Ever since our first child, Kim, was born exactly – to the day – a year and a half after Evelyn and I were married, there has been a child in our home. In addition to the three we bore we voluntarily opened our arms to 72 additional children within a 28-year time span, not to mention the 28 day care children Evelyn cared for as well.
When we adopted Karlyn (our 60th foster child who has lived with us her entire life save for the 10 days she spent in the hospital before arriving in our home) we did not consider the possibility that she would still be living with us as she was approaching her 22nd birthday. Karlyn recently announced that she’s had it with living here, and she was going to move out because of the intolerable conditions she has to live with. She was planning to move in with her boyfriend who’s living with his ailing mother, but all of a sudden, lately, she’s coming across as not being quite so eager to leave.
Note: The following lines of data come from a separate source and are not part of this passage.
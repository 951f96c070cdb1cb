//! Run report bracketing.
//!
//! The report itself is written by an external program. The orchestrator only guarantees
//! that `reset` succeeds before the first stage and that `generate` runs only after every
//! stage ran or was skipped.

use crate::config::RunConfig;
use crate::error::{Result, SpeedrunError};
use crate::runner::{CommandRunner, CommandSpec};
use async_trait::async_trait;
use std::sync::Arc;
use tracing::info;

const REPORT_MODULE: &str = "nanochat.report";

#[async_trait]
pub trait ReportGenerator: Send + Sync {
    /// Starts a fresh report (writes the header).
    async fn reset(&self, config: &RunConfig) -> Result<()>;

    /// Assembles the final report from what the stages logged.
    async fn generate(&self, config: &RunConfig) -> Result<()>;
}

/// Drives the report module through the configured Python interpreter.
pub struct CommandReportGenerator {
    runner: Arc<dyn CommandRunner>,
}

impl std::fmt::Debug for CommandReportGenerator {
    fn fmt(&self, f: &mut std::fmt::Formatter<'_>) -> std::fmt::Result {
        f.debug_struct("CommandReportGenerator").finish_non_exhaustive()
    }
}

impl CommandReportGenerator {
    pub fn new(runner: Arc<dyn CommandRunner>) -> Self {
        Self { runner }
    }

    pub fn command(config: &RunConfig, action: &str) -> CommandSpec {
        CommandSpec::new(config.tools.python.clone(), ["-m", REPORT_MODULE, action])
    }

    async fn invoke(&self, config: &RunConfig, action: &'static str) -> Result<()> {
        let command = Self::command(config, action);
        info!(action, command = %command, "Running report action");

        let outcome = self.runner.run(&command, config.process_env()).await;
        if outcome.success() {
            Ok(())
        } else {
            Err(SpeedrunError::Report { action, reason: outcome.to_string() })
        }
    }
}

#[async_trait]
impl ReportGenerator for CommandReportGenerator {
    async fn reset(&self, config: &RunConfig) -> Result<()> {
        self.invoke(config, "reset").await
    }

    async fn generate(&self, config: &RunConfig) -> Result<()> {
        self.invoke(config, "generate").await
    }
}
She called over the weekend while she was visiting her birth family in NJ to tell me that they had had chicken noodle soup for a meal, and it reminded her of the chicken noodle soup that Evelyn made and that we would take to her when she was staying at the Terry Center, a facility in New Castle. She felt so grateful and just wanted me to know that. I was taken in by it until Evelyn pointed out that Karlyn’s probably getting cold feet about leaving here and wants to create a more accepting atmosphere before the time comes that she said she was leaving. It puts me in a hell of a position, because Evelyn’s determined to make sure Karlyn follows thru. I also want her to be on her own, but I just wish it weren’t under the circumstances that Karlyn’s created, which she essentially continues to frame as us kicking her out. When your child is ready to move into adulthood, it should be a rite of passage to celebrate, not a stomach-churning time of pushing guilt buttons and harboring hard feelings. I’m not looking forward to the next coupla weeks.
On the positive side, there’s a good chance that Karlyn could be moving up in the photography company she’s been working for. Her boss has tendered his two-week notification, and has endorsed Karlyn to the company as a good prospect for taking over management of the studio. It would come with steadier hours and more pay, of course, which would make her idea of moving in with her boyfriend more workable.
We also have been hosts to a friend of Karlyn’s, Tyanna (sp?), a 20-something young woman who needed to move out of her house because of her abusive father. Not sure where she would go if Karlyn’s no longer here, because the only reason she’s here is that Karlyn’s here, too. Tyanna did find a job at McDonald’s (she bikes there because she has no driver’s license) and had offered to cover her costs, but we still have to sit down and figure out what a reasonable amount would be. On the one hand, I can tell she’s trying to be helpful (she washes dishes and prepares her own meals, for example), but, on the other, she can be careless, too. I found the freezer drawer under our refrigerator opened a couple of times. She makes a mess when she’s cooking and doesn’t clean up. That kind of thing. So that’s another concern we have that doesn’t seem to have a resolution at this point.
Again, having to deal with a daughter who presents complicated choices, a wife who’s suffering with pain from diverticulitis, and having another person in our home, just to name a few, are hardly the components of the image I had of my retirement. I’m not saying that Evelyn and I deserve to have some time to ourselves before we shuffle off to Gloryland, but I also don’t think it’s an unreasonable expectation, either. After devoting every moment of our nearly-54-year marriage (after the first 18 months) to children in one fashion or another, it would really be nice to spend some time just by ourselves.